From: Ankit Agrawal <[email protected]>
The GHES code allows calling of memory_failure() on the PFNs that pass the
pfn_valid() check. This contract is broken for the remapped PFNs which
fails the check and ghes_do_memory_failure() returns without triggering
memory_failure().
Update code to allow memory_failure() call on PFNs failing pfn_valid().
Signed-off-by: Ankit Agrawal <[email protected]>
---
drivers/acpi/apei/ghes.c | 12 +-----------
1 file changed, 1 insertion(+), 11 deletions(-)
diff --git a/drivers/acpi/apei/ghes.c b/drivers/acpi/apei/ghes.c
index 63ad0541db38..0ca6ab9fccbe 100644
--- a/drivers/acpi/apei/ghes.c
+++ b/drivers/acpi/apei/ghes.c
@@ -471,20 +471,10 @@ static void ghes_kick_task_work(struct callback_head *head)
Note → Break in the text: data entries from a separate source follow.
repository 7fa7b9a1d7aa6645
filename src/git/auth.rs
//! Credentials for talking to remotes

use crate::error::{Result, TagOnMergeError};
use base64::Engine;
use git2::{Cred, CredentialType, RemoteCallbacks};
use std::cell::Cell;
use std::fmt;

/// User name sent with token authentication; the host only checks the token
const TOKEN_USERNAME: &str = "x-access-token";

/// How to authenticate against the remote when pushing
#[derive(Clone, PartialEq, Eq)]
pub enum RepoAuth {
    /// libgit2 default credentials; enough for local and anonymous remotes
    Default,
    /// HTTP basic authentication with an access token as password
    Token { token: String },
    /// SSH authentication with an in-memory private key
    SshKey { private_key: String },
}

impl RepoAuth {
    /// Pick the authentication method from the action inputs.
    ///
    /// A base64 encoded SSH key wins over the token; without either the
    /// default credentials are used.
    pub fn from_inputs(token: Option<&str>, ssh_key_base64: Option<&str>) -> Result<Self> {
        if let Some(encoded) = ssh_key_base64.filter(|k| !k.trim().is_empty()) {
            let decoded = base64::engine::general_purpose::STANDARD
                .decode(encoded.trim())
                .map_err(|e| TagOnMergeError::config(format!("could not decode 'repo_ssh_key': {}", e)))?;
            let private_key = String::from_utf8(decoded).map_err(|_| {
                TagOnMergeError::config("'repo_ssh_key' does not decode to a text private key")
            })?;
            return Ok(RepoAuth::SshKey { private_key });
        }

        match token.filter(|t| !t.is_empty()) {
            Some(token) => Ok(RepoAuth::Token {
                token: token.to_string(),
            }),
            None => Ok(RepoAuth::Default),
        }
    }

    fn credentials(
        &self,
        username_from_url: Option<&str>,
        allowed_types: CredentialType,
    ) -> std::result::Result<Cred, git2::Error> {
        match self {
            RepoAuth::Token { token } if allowed_types.contains(CredentialType::USER_PASS_PLAINTEXT) => {
                Cred::userpass_plaintext(TOKEN_USERNAME, token)
            }
            RepoAuth::SshKey { private_key } if allowed_types.contains(CredentialType::SSH_KEY) => {
                Cred::ssh_key_from_memory(username_from_url.unwrap_or("git"), None, private_key, None)
            }
            _ => Cred::default(),
        }
    }
}

impl fmt::Debug for RepoAuth {
    fn fmt(&self, f: &mut fmt::Formatter<'_>) -> fmt::Result {
        match self {
            RepoAuth::Default => write!(f, "Default"),
            RepoAuth::Token { .. } => write!(f, "Token {{ token: <redacted> }}"),
            RepoAuth::SshKey { .. } => write!(f, "SshKey {{ private_key: <redacted> }}"),
        }
    }
}

/// Remote callbacks that answer credential requests with `auth`.
///
/// libgit2 asks again whenever the remote rejects the credentials, so the
/// callback gives up after the first rejected attempt.
pub fn remote_callbacks(auth: &RepoAuth) -> RemoteCallbacks<'_> {
    let attempts = Cell::new(0u32);
    let mut callbacks = RemoteCallbacks::new();

    callbacks.credentials(move |_url, username_from_url, allowed_types| {
        attempts.set(attempts.get() + 1);
        if attempts.get() > 1 {
            return Err(git2::Error::from_str("remote rejected the configured credentials"));
        }
        auth.credentials(username_from_url, allowed_types)
    });

    callbacks
}

#[cfg(test)]
mod tests {
    use super::*;

    #[test]
    fn test_token_auth() {
        let auth = RepoAuth::from_inputs(Some("ghp_secret"), None).unwrap();
        assert_eq!(
            auth,
            RepoAuth::Token {
                token: "ghp_secret".to_string()
            }
        );
    }

    #[test]
    fn test_ssh_key_wins_over_token() {
        let encoded = base64::engine::general_purpose::STANDARD.encode("-----BEGIN KEY-----\n");
        let auth = RepoAuth::from_inputs(Some("ghp_secret"), Some(&encoded)).unwrap();
        assert_eq!(
            auth,
            RepoAuth::SshKey {
                private_key: "-----BEGIN KEY-----\n".to_string()
            }
        );
    }

    #[test]
    fn test_invalid_base64_key() {
        let err = RepoAuth::from_inputs(None, Some("%%%not base64%%%")).unwrap_err();
        assert!(err.to_string().contains("repo_ssh_key"));
    }

    #[test]
    fn test_no_inputs_uses_default() {
        assert_eq!(RepoAuth::from_inputs(None, Some("  ")).unwrap(), RepoAuth::Default);
        assert_eq!(RepoAuth::from_inputs(Some(""), None).unwrap(), RepoAuth::Default);
    }

    #[test]
    fn test_debug_redacts_secrets() {
        let auth = RepoAuth::Token {
            token: "ghp_secret".to_string(),
        };
        let printed = format!("{:?}", auth);
        assert!(!printed.contains("ghp_secret"));
        assert!(printed.contains("redacted"));
    }
}
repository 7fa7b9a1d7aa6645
//! Named output values for downstream workflow steps

use crate::error::Result;
use std::collections::BTreeMap;
use std::fs::OpenOptions;
use std::io::Write;
use std::path::PathBuf;

pub const OLD_TAG_OUTPUT: &str = "old-tag";
pub const NEW_TAG_OUTPUT: &str = "new-tag";

/// Destination for named step outputs
pub trait OutputSink {
    fn set(&mut self, name: &str, value: &str) -> Result<()>;
}

/// Appends `name=value` lines to the file GitHub Actions names in `GITHUB_OUTPUT`
pub struct GithubOutputFile {
    path: PathBuf,
}

impl GithubOutputFile {
    pub fn new(path: impl Into<PathBuf>) -> Self {
        GithubOutputFile { path: path.into() }
    }

    /// Output file from the `GITHUB_OUTPUT` environment variable, if set
    pub fn from_env() -> Option<Self> {
        std::env::var_os("GITHUB_OUTPUT")
            .filter(|path| !path.is_empty())
            .map(GithubOutputFile::new)
    }
}

impl OutputSink for GithubOutputFile {
    fn set(&mut self, name: &str, value: &str) -> Result<()> {
        let mut file = OpenOptions::new()
            .create(true)
            .append(true)
            .open(&self.path)?;
        writeln!(file, "{}={}", name, value)?;
        Ok(())
    }
}

/// Prints the legacy `::set-output` workflow command
pub struct StdoutOutputs;

impl OutputSink for StdoutOutputs {
    fn set(&mut self, name: &str, value: &str) -> Result<()> {
        println!();
        println!("::set-output name={}::{}", name, value);
        Ok(())
    }
}

/// Keeps outputs in memory
#[derive(Debug, Default)]
pub struct MemoryOutputs {
    pub values: BTreeMap<String, String>,
}

impl MemoryOutputs {
    pub fn get(&self, name: &str) -> Option<&str> {
        self.values.get(name).map(String::as_str)
    }
}

impl OutputSink for MemoryOutputs {
    fn set(&mut self, name: &str, value: &str) -> Result<()> {
        self.values.insert(name.to_string(), value.to_string());
        Ok(())
    }
}

/// Output sink for the current process: the `GITHUB_OUTPUT` file when present
pub fn default_sink() -> Box<dyn OutputSink> {
    match GithubOutputFile::from_env() {
        Some(file) => Box::new(file),
        None => Box::new(StdoutOutputs),
    }
}

#[cfg(test)]
mod tests {
    use super::*;
    use serial_test::serial;
    use tempfile::NamedTempFile;

    #[test]
    fn test_output_file_appends_lines() {
        let file = NamedTempFile::new().unwrap();
        let mut sink = GithubOutputFile::new(file.path());

        sink.set(OLD_TAG_OUTPUT, "v1.1.0").unwrap();
        sink.set(NEW_TAG_OUTPUT, "v1.1.1").unwrap();

        let written = std::fs::read_to_string(file.path()).unwrap();
        assert_eq!(written, "old-tag=v1.1.0\nnew-tag=v1.1.1\n");
    }

    #[test]
    fn test_memory_outputs() {
        let mut sink = MemoryOutputs::default();
        sink.set(NEW_TAG_OUTPUT, "v2.0.0").unwrap();
        assert_eq!(sink.get(NEW_TAG_OUTPUT), Some("v2.0.0"));
        assert_eq!(sink.get(OLD_TAG_OUTPUT), None);
    }

    #[test]
    #[serial]
    fn test_output_file_from_env() {
        let file = NamedTempFile::new().unwrap();
        std::env::set_var("GITHUB_OUTPUT", file.path());
        let sink = GithubOutputFile::from_env();
        std::env::remove_var("GITHUB_OUTPUT");

        assert_eq!(sink.map(|s| s.path), Some(file.path().to_path_buf()));
    }

    #[test]
    #[serial]
    fn test_no_output_file_without_env() {
        std::env::remove_var("GITHUB_OUTPUT");
        assert!(GithubOutputFile::from_env().is_none());
    }
}
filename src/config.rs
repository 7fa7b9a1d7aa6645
use crate::domain::label::{
    DEFAULT_MAJOR_LABEL, DEFAULT_MINOR_LABEL, DEFAULT_NONE_LABEL, DEFAULT_PATCH_LABEL,
};
use crate::domain::LabelPolicy;
use crate::error::{Result, TagOnMergeError};
use crate::git::Tagger;
use crate::github::DEFAULT_API_URL;
use serde::{Deserialize, Serialize};
use std::fs;
use std::path::{Path, PathBuf};

/// File name looked up in the working directory
pub const CONFIG_FILE_NAME: &str = "tagonmerge.toml";

/// Represents the complete configuration for semver-tag-on-merge.
///
/// Holds the trunk branch, the publishing switches, the label slots and the
/// identity used for tags. Secrets are never part of it; see [ActionInputs].
#[derive(Debug, Deserialize, Serialize, Clone, PartialEq)]
pub struct Config {
    #[serde(default = "default_trunk")]
    pub trunk: String,

    /// Remote to push to; `origin` when unset
    #[serde(default)]
    pub remote: Option<String>,

    #[serde(default = "default_true")]
    pub should_set_tag: bool,

    #[serde(default = "default_true")]
    pub should_push_tag: bool,

    /// Treat a repository without version tags as being at `v0.0.0`
    #[serde(default)]
    pub allow_initial_tag: bool,

    /// Annotation message for new tags; the tag name when unset
    #[serde(default)]
    pub tag_message: Option<String>,

    #[serde(default)]
    pub labels: LabelsConfig,

    #[serde(default)]
    pub tagger: Tagger,

    #[serde(default)]
    pub github: GithubConfig,
}

fn default_trunk() -> String {
    "main".to_string()
}

fn default_true() -> bool {
    true
}

/// Label text for each of the four bump slots.
#[derive(Debug, Deserialize, Serialize, Clone, PartialEq)]
pub struct LabelsConfig {
    #[serde(default = "default_major_label")]
    pub major: String,

    #[serde(default = "default_minor_label")]
    pub minor: String,

    #[serde(default = "default_patch_label")]
    pub patch: String,

    #[serde(default = "default_none_label")]
    pub none: String,
}

fn default_major_label() -> String {
    DEFAULT_MAJOR_LABEL.to_string()
}

fn default_minor_label() -> String {
    DEFAULT_MINOR_LABEL.to_string()
}

fn default_patch_label() -> String {
    DEFAULT_PATCH_LABEL.to_string()
}

fn default_none_label() -> String {
    DEFAULT_NONE_LABEL.to_string()
}

impl Default for LabelsConfig {
    fn default() -> Self {
        LabelsConfig {
            major: default_major_label(),
            minor: default_minor_label(),
            patch: default_patch_label(),
            none: default_none_label(),
        }
    }
}

impl LabelsConfig {
    /// Build the label policy for these slots
    pub fn policy(&self) -> Result<LabelPolicy> {
        LabelPolicy::from_slots(&self.major, &self.minor, &self.patch, &self.none)
    }
}

/// Where to find the pull requests of the repository.
#[derive(Debug, Deserialize, Serialize, Clone, PartialEq)]
pub struct GithubConfig {
    #[serde(default = "default_api_url")]
    pub api_url: String,

    #[serde(default)]
    pub owner: Option<String>,

    #[serde(default)]
    pub repository: Option<String>,
}

fn default_api_url() -> String {
    DEFAULT_API_URL.to_string()
}

impl Default for GithubConfig {
    fn default() -> Self {
        GithubConfig {
            api_url: default_api_url(),
            owner: None,
            repository: None,
        }
    }
}

impl Default for Config {
    fn default() -> Self {
        Config {
            trunk: default_trunk(),
            remote: None,
            should_set_tag: true,
            should_push_tag: true,
            allow_initial_tag: false,
            tag_message: None,
            labels: LabelsConfig::default(),
            tagger: Tagger::default(),
            github: GithubConfig::default(),
        }
    }
}

/// Reads a GitHub Actions input (`INPUT_<NAME>`), trimmed; empty counts as unset
fn action_input<F>(lookup: &F, name: &str) -> Option<String>
where
    F: Fn(&str) -> Option<String>,
{
    let key = format!("INPUT_{}", name.replace(' ', "_").to_uppercase());
    non_empty(lookup(&key))
}

fn non_empty(value: Option<String>) -> Option<String> {
    value
        .map(|v| v.trim().to_string())
        .filter(|v| !v.is_empty())
}

/// A switch input is only turned off by the literal `false`
fn switch_input<F>(lookup: &F, name: &str) -> Option<bool>
where
    F: Fn(&str) -> Option<String>,
{
    action_input(lookup, name).map(|value| value != "false")
}

impl Config {
    /// Overlay the GitHub Actions environment onto this configuration.
    ///
    /// `lookup` resolves environment variable names; pass
    /// `|key| std::env::var(key).ok()` to read the process environment.
    /// Unset or empty variables leave the configured values untouched.
    pub fn apply_action_env<F>(&mut self, lookup: F) -> Result<()>
    where
        F: Fn(&str) -> Option<String>,
    {
        if let Some(trunk) = non_empty(lookup("GITHUB_REF_NAME")) {
            self.trunk = trunk;
        }

        if let Some(should_set_tag) = switch_input(&lookup, "should_set_tag") {
            self.should_set_tag = should_set_tag;
        }
        if let Some(should_push_tag) = switch_input(&lookup, "should_push_tag") {
            self.should_push_tag = should_push_tag;
        }

        for (input, slot) in [
            ("label_major", &mut self.labels.major),
            ("label_minor", &mut self.labels.minor),
            ("label_patch", &mut self.labels.patch),
            ("label_none", &mut self.labels.none),
        ] {
            if let Some(label) = action_input(&lookup, input) {
                *slot = label;
            }
        }

        if let Some(full_name) = non_empty(lookup("GITHUB_REPOSITORY")) {
            let (owner, repository) = full_name
                .split_once('/')
                .filter(|(owner, name)| !owner.is_empty() && !name.is_empty())
                .ok_or_else(|| {
                    TagOnMergeError::config(format!(
                        "GITHUB_REPOSITORY '{}' is not of the form owner/name",
                        full_name
                    ))
                })?;
            self.github.owner = Some(owner.to_string());
            self.github.repository = Some(repository.to_string());
        }

        if let Some(api_url) = non_empty(lookup("GITHUB_API_URL")) {
            self.github.api_url = api_url;
        }

        Ok(())
    }

    /// Label policy built from the configured slots
    pub fn label_policy(&self) -> Result<LabelPolicy> {
        self.labels.policy()
    }

    /// Owner and repository name for the pull request lookup
    pub fn github_repository(&self) -> Result<(&str, &str)> {
        match (&self.github.owner, &self.github.repository) {
            (Some(owner), Some(repository)) => Ok((owner, repository)),
            _ => Err(TagOnMergeError::config(
                "could not determine the repository, set GITHUB_REPOSITORY or [github] owner/repository",
            )),
        }
    }
}

/// Per-run values taken from the environment rather than the config file
#[derive(Clone, Default, PartialEq)]
pub struct ActionInputs {
    /// Commit the merge event refers to (`GITHUB_SHA`)
    pub event_sha: Option<String>,
    /// Token for the API and, without an SSH key, for pushing (`repo_token` input)
    pub token: Option<String>,
    /// Base64 encoded private key for pushing over SSH (`repo_ssh_key` input)
    pub ssh_key: Option<String>,
    /// Checkout location (`repo_storage_path_overwrite` input, else `GITHUB_WORKSPACE`)
    pub repo_path: Option<PathBuf>,
}

impl ActionInputs {
    /// Read the inputs through `lookup`
    pub fn from_env<F>(lookup: F) -> Self
    where
        F: Fn(&str) -> Option<String>,
    {
        let repo_path = action_input(&lookup, "repo_storage_path_overwrite")
            .or_else(|| non_empty(lookup("GITHUB_WORKSPACE")))
            .map(PathBuf::from);

        ActionInputs {
            event_sha: non_empty(lookup("GITHUB_SHA")),
            token: action_input(&lookup, "repo_token"),
            ssh_key: action_input(&lookup, "repo_ssh_key"),
            repo_path,
        }
    }
}

impl std::fmt::Debug for ActionInputs {
    fn fmt(&self, f: &mut std::fmt::Formatter<'_>) -> std::fmt::Result {
        f.debug_struct("ActionInputs")
            .field("event_sha", &self.event_sha)
            .field("token", &self.token.as_ref().map(|_| "<redacted>"))
            .field("ssh_key", &self.ssh_key.as_ref().map(|_| "<redacted>"))
            .field("repo_path", &self.repo_path)
            .finish()
    }
}

/// Loads configuration from file or returns defaults.
///
/// Attempts to load configuration in the following order:
/// 1. Custom path provided as parameter
/// 2. `tagonmerge.toml` in current directory
/// 3. `.tagonmerge.toml` in the user config directory
/// 4. Default configuration if no file found
///
/// # Returns
/// * `Ok(Config)` - Loaded or default configuration
/// * `Err` - If file exists but cannot be read or parsed
pub fn load_config(config_path: Option<&str>) -> Result<Config> {
    let local = Path::new(".").join(CONFIG_FILE_NAME);

    let path = if let Some(path) = config_path {
        PathBuf::from(path)
    } else if local.exists() {
        local
    } else if let Some(config_dir) = dirs::config_dir() {
        let user_config = config_dir.join(format!(".{}", CONFIG_FILE_NAME));
        if user_config.exists() {
            user_config
        } else {
            return Ok(Config::default());
        }
    } else {
        return Ok(Config::default());
    };

    let config_str = fs::read_to_string(&path)?;
    parse_config(&config_str)
        .map_err(|e| TagOnMergeError::config(format!("{}: {}", path.display(), e)))
}

/// Parses configuration from TOML text
pub fn parse_config(text: &str) -> std::result::Result<Config, toml::de::Error> {
    toml::from_str(text)
}
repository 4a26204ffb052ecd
//! Text and JSON renderings of [`Value`].

use std::fmt;

use serde::Serialize;
use serde::ser::{SerializeMap, SerializeSeq};

use super::Value;
use crate::foundation::math::format_number;

// 2^53: integral numbers below this print without a fraction.
const MAX_SAFE_INTEGER: f64 = 9_007_199_254_740_992.0;

/// Canonical display text for `value`.
///
/// Primitives render as their plain text (`null` as the empty string),
/// colors as premultiplied `rgba(..)`, formatted text and images as their own
/// text, and arrays/objects as JSON. Lossy for non-primitives: meant for
/// display, not for parsing back.
pub fn stringify(value: &Value) -> String {
    match value {
        Value::Null => String::new(),
        Value::Bool(b) => b.to_string(),
        Value::Number(n) => format_number(*n),
        Value::String(s) => s.clone(),
        Value::Color(c) => c.to_premultiplied_string(),
        Value::Formatted(f) => f.to_string(),
        Value::ResolvedImage(img) => img.to_string(),
        Value::Collator(_) | Value::Array(_) | Value::Object(_) | Value::Evaluable(_) => {
            serde_json::to_string(value).unwrap_or_default()
        }
    }
}

impl fmt::Display for Value {
    fn fmt(&self, f: &mut fmt::Formatter<'_>) -> fmt::Result {
        f.write_str(&stringify(self))
    }
}

impl Serialize for Value {
    fn serialize<S>(&self, serializer: S) -> Result<S::Ok, S::Error>
    where
        S: serde::Serializer,
    {
        match self {
            Value::Null | Value::Evaluable(_) => serializer.serialize_unit(),
            Value::Bool(b) => serializer.serialize_bool(*b),
            Value::Number(n) if n.fract() == 0.0 && n.abs() < MAX_SAFE_INTEGER => {
                serializer.serialize_i64(*n as i64)
            }
            Value::Number(n) => serializer.serialize_f64(*n),
            Value::String(s) => serializer.serialize_str(s),
            Value::Color(c) => serializer.serialize_str(&c.to_premultiplied_string()),
            Value::Collator(c) => c.serialize(serializer),
            Value::Formatted(f) => f.serialize(serializer),
            Value::ResolvedImage(img) => img.serialize(serializer),
            Value::Array(items) => {
                let mut seq = serializer.serialize_seq(Some(items.len()))?;
                for item in items {
                    seq.serialize_element(item)?;
                }
                seq.end()
            }
            Value::Object(entries) => {
                let mut map = serializer.serialize_map(Some(entries.len()))?;
                for (k, v) in entries {
                    map.serialize_entry(k, v)?;
                }
                map.end()
            }
        }
    }
}

#[cfg(test)]
#[path = "../../tests/unit/value/display.rs"]
mod tests;
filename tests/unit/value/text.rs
use super::*;

#[test]
fn formatted_from_string_is_one_section() {
    let f = Formatted::from_string("hello");
    assert_eq!(f.sections.len(), 1);
    assert_eq!(f.to_string(), "hello");
    assert!(!f.is_empty());
    assert!(Formatted::from_string("").is_empty());
}

#[test]
fn formatted_display_concatenates_sections() {
    let mut f = Formatted::from_string("a");
    f.sections.push(FormattedSection {
        text: "b".to_owned(),
        image: None,
        scale: Some(1.5),
        font_stack: None,
        text_color: Some(Color::BLACK),
    });
    assert_eq!(f.to_string(), "ab");
}

#[test]
fn resolved_image_requires_a_name() {
    assert!(ResolvedImage::build("").is_none());
    let img = ResolvedImage::build("marker-15").unwrap();
    assert_eq!(img.to_string(), "marker-15");
    assert!(!img.available);
}

#[test]
fn collator_serializes_camel_case_and_skips_missing_locale() {
    let loose = Collator {
        case_sensitive: false,
        diacritic_sensitive: true,
        locale: None,
    };
    assert_eq!(
        serde_json::to_value(&loose).unwrap(),
        serde_json::json!({ "caseSensitive": false, "diacriticSensitive": true })
    );

    let french = Collator {
        locale: Some("fr".to_owned()),
        ..loose
    };
    assert_eq!(
        serde_json::to_value(&french).unwrap()["locale"],
        serde_json::json!("fr")
    );
}
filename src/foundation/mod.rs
pub(crate) mod error;
pub(crate) mod math;
/// Result alias used across compilation and validation.
pub type StyleResult<T> = Result<T, StyleError>;

/// Errors raised while turning a style function into a [`crate::CompiledFunction`].
///
/// Evaluation never produces one of these: a miss at evaluation time is an
/// ordinary `None` return.
#[derive(thiserror::Error, Debug)]
pub enum StyleError {
    /// The function cannot be compiled (unknown `type`, unknown `colorSpace`,
    /// unparsable default, no stops and no default).
    #[error("configuration error: {0}")]
    Config(String),

    /// Reported by a [`crate::SchemaValidator`] before compilation.
    #[error("validation error: {0}")]
    Validation(String),

    /// Malformed JSON at the boundary.
    #[error("serialization error: {0}")]
    Serde(String),
}

impl StyleError {
    /// Build a [`StyleError::Config`].
    pub fn config(msg: impl Into<String>) -> Self {
        Self::Config(msg.into())
    }

    /// Build a [`StyleError::Validation`].
    pub fn validation(msg: impl Into<String>) -> Self {
        Self::Validation(msg.into())
    }

    /// Build a [`StyleError::Serde`].
    pub fn serde(msg: impl Into<String>) -> Self {
        Self::Serde(msg.into())
    }
}

#[cfg(test)]
#[path = "../../tests/unit/foundation/error.rs"]
mod tests;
static bool ghes_do_memory_failure(u64 physical_addr, int flags)
{
- unsigned long pfn;
-
if (!IS_ENABLED(CONFIG_ACPI_APEI_MEMORY_FAILURE))
return false;
- pfn = PHYS_PFN(physical_addr);
- if (!pfn_valid(pfn) && !arch_is_platform_page(physical_addr)) {
- pr_warn_ratelimited(FW_WARN GHES_PFX
- "Invalid address in generic error data: %#llx\n",
- physical_addr);
- return false;
- }
-
- memory_failure_queue(pfn, flags);
+ memory_failure_queue(PHYS_PFN(physical_addr), flags);
return true;
}
--
2.17.1
On Thu, Nov 23, 2023 at 06:05:11AM +0530, [email protected] wrote:
> - pfn = PHYS_PFN(physical_addr);
> - if (!pfn_valid(pfn) && !arch_is_platform_page(physical_addr)) {
> - pr_warn_ratelimited(FW_WARN GHES_PFX
> - "Invalid address in generic error data: %#llx\n",
> - physical_addr);
> - return false;
> - }
You don't just remove a pfn valid test just because your weird device
can't stomach it - you extend it, like
3ad6fd77a2d6 ("x86/sgx: Add check for SGX pages to ghes_do_memory_failure()")
did, for example.
--
Regards/Gruss,
Boris.
https://people.kernel.org/tglx/notes-about-netiquette
On Sun, Dec 03, 2023 at 12:23:19AM +0100, Borislav Petkov wrote:
> On Thu, Nov 23, 2023 at 06:05:11AM +0530, [email protected] wrote:
> > - pfn = PHYS_PFN(physical_addr);
> > - if (!pfn_valid(pfn) && !arch_is_platform_page(physical_addr)) {
> > - pr_warn_ratelimited(FW_WARN GHES_PFX
> > - "Invalid address in generic error data: %#llx\n",
> > - physical_addr);
> > - return false;
> > - }
>
> You don't just remove a pfn valid test just because your weird device
> can't stomach it - you extend it, like
It wasn't removed. patch 1 moved it to memory_failure() where it makes
a lot more sense.
Jason
On Mon, Dec 04, 2023 at 10:36:50AM -0400, Jason Gunthorpe wrote:
> It wasn't removed. patch 1 moved it to memory_failure() where it makes
> a lot more sense.
Why is this a separate patch then?
--
Regards/Gruss,
Boris.
https://people.kernel.org/tglx/notes-about-netiquette
>> It wasn't removed. patch 1 moved it to memory_failure() where it makes
>> a lot more sense.
>
> Why is this a separate patch then?
This was done to keep ghes code separate from the memory failure code.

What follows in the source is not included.